Instructions for the task:
Look for "the underlying sink" in the records below, then copy that line and every line after it, exactly and with nothing added.

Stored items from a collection
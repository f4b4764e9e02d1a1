//! Binary writer
//!
//! Writes big-endian primitives into any `Write` sink.

use byteorder::{BigEndian, WriteBytesExt};
use std::io::Write;

use crate::error::CodecError;

/// Writer for the big-endian wire format
pub struct Writer<W: Write> {
    writer: W,
    written: usize,
}

impl Writer<Vec<u8>> {
    /// Create a writer backed by an in-memory buffer
    pub fn buffer() -> Self {
        Self::new(Vec::new())
    }
}

impl<W: Write> Writer<W> {
    /// Create a new binary writer
    pub fn new(writer: W) -> Self {
        Self { writer, written: 0 }
    }

    /// Number of bytes written so far
    pub fn written(&self) -> usize {
        self.written
    }

    pub fn write_bool(&mut self, value: bool) -> Result<(), CodecError> {
        self.writer.write_u8(u8::from(value))?;
        self.written += 1;
        Ok(())
    }

    pub fn write_i32(&mut self, value: i32) -> Result<(), CodecError> {
        self.writer.write_i32::<BigEndian>(value)?;
        self.written += 4;
        Ok(())
    }

    pub fn write_i64(&mut self, value: i64) -> Result<(), CodecError> {
        self.writer.write_i64::<BigEndian>(value)?;
        self.written += 8;
        Ok(())
    }

    pub fn write_f32(&mut self, value: f32) -> Result<(), CodecError> {
        self.writer.write_f32::<BigEndian>(value)?;
        self.written += 4;
        Ok(())
    }

    pub fn write_f64(&mut self, value: f64) -> Result<(), CodecError> {
        self.writer.write_f64::<BigEndian>(value)?;
        self.written += 8;
        Ok(())
    }

    /// Write a length-prefixed UTF-8 string
    pub fn write_str(&mut self, value: &str) -> Result<(), CodecError> {
        self.write_block(value.as_bytes())
    }

    /// Write an optional string; `None` is stored as the empty string
    pub fn write_opt_str(&mut self, value: Option<&str>) -> Result<(), CodecError> {
        self.write_str(value.unwrap_or_default())
    }

    /// Write a length-prefixed raw byte block
    pub fn write_block(&mut self, bytes: &[u8]) -> Result<(), CodecError> {
        let len = i32::try_from(bytes.len()).map_err(|_| CodecError::MalformedLength {
            length: bytes.len() as i64,
            available: i32::MAX as usize,
        })?;
        self.write_i32(len)?;
        self.write_bytes(bytes)
    }

    /// Write raw bytes without a length prefix
    pub fn write_bytes(&mut self, bytes: &[u8]) -> Result<(), CodecError> {
        self.writer.write_all(bytes)?;
        self.written += bytes.len();
        Ok(())
    }

    /// Write a collection length as an `int` count prefix
    pub fn write_count(&mut self, count: usize) -> Result<(), CodecError> {
        let count = i32::try_from(count).map_err(|_| CodecError::MalformedLength {
            length: count as i64,
            available: i32::MAX as usize,
        })?;
        self.write_i32(count)
    }

    /// Flush the underlying sink
    pub fn flush(&mut self) -> Result<(), CodecError> {
        self.writer.flush()?;
        Ok(())
    }

    /// Consume the writer and return the inner writer
    pub fn into_inner(self) -> W {
        self.writer
    }
}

Output of the exercise:
    /// Flush the underlying sink
    pub fn flush(&mut self) -> Result<(), CodecError> {
        self.writer.flush()?;
        Ok(())
    }

    /// Consume the writer and return the inner writer
    pub fn into_inner(self) -> W {
        self.writer
    }
}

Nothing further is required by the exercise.